| Stored items |
******

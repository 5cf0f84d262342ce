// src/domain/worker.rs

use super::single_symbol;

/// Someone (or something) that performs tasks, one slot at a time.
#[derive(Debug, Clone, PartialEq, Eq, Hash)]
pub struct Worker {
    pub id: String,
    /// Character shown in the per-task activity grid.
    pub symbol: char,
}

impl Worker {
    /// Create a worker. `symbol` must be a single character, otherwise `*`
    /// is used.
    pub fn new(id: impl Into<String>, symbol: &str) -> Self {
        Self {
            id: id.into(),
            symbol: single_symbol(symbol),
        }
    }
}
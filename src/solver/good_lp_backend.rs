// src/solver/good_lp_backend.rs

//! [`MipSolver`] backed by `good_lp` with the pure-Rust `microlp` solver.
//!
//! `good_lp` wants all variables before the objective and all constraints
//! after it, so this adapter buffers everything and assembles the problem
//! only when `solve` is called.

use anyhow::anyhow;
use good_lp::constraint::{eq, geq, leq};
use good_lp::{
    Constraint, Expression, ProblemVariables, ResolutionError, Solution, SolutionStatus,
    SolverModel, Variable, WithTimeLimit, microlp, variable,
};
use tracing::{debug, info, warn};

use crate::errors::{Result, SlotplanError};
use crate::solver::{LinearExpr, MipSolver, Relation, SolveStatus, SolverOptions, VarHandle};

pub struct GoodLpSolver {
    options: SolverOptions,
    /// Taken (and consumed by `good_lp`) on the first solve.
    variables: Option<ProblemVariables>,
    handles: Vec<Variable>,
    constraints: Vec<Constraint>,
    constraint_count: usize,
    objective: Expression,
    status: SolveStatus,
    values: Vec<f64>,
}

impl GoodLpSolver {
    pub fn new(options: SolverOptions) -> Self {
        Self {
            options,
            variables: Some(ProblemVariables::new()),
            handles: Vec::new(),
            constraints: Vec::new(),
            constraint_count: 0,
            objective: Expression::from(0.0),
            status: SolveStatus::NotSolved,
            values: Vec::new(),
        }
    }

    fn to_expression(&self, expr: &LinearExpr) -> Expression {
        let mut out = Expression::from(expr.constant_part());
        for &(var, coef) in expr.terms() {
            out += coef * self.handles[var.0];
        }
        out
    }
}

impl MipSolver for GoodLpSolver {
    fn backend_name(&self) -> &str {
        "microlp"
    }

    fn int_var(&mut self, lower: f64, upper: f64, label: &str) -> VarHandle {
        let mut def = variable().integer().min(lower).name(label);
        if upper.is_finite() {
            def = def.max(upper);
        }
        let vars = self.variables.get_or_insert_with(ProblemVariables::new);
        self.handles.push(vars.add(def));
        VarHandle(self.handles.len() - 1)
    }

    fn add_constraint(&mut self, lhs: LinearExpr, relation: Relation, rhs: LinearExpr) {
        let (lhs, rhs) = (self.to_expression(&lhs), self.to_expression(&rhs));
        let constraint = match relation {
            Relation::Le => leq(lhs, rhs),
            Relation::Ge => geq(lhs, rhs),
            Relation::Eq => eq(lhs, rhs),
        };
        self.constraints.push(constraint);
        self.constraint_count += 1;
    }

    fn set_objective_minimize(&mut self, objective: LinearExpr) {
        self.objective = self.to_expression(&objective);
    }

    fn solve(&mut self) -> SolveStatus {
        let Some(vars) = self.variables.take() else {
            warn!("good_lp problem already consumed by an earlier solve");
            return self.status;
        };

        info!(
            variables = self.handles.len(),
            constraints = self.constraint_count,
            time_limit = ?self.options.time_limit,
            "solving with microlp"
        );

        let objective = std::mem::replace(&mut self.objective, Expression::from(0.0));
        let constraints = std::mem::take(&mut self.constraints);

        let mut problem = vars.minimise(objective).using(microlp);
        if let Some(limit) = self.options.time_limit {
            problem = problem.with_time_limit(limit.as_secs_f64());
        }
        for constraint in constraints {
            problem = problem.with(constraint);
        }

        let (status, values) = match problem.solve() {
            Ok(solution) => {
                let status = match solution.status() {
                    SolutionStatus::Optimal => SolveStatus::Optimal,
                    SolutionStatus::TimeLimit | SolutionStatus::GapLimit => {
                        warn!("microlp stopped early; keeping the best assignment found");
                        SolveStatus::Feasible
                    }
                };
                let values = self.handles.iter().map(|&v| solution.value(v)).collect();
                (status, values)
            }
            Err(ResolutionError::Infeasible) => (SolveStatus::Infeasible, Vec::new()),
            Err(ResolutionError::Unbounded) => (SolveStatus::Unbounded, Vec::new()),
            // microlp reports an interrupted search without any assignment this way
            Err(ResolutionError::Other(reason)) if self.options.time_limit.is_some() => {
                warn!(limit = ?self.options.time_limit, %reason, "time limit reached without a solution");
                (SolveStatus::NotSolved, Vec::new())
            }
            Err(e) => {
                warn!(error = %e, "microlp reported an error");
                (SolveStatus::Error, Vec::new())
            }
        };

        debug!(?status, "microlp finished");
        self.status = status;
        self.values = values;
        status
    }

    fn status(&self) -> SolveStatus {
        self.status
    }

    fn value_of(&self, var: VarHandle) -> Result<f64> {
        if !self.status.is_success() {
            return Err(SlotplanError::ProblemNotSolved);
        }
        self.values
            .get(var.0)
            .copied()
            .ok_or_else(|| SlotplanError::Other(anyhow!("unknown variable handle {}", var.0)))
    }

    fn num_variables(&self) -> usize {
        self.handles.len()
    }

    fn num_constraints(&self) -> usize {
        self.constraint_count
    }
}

******

| Work task |
Search the entries for the string "consumed" and copy each line where it occurs.

| Output |
    /// Taken (and consumed by `good_lp`) on the first solve.
            warn!("good_lp problem already consumed by an earlier solve");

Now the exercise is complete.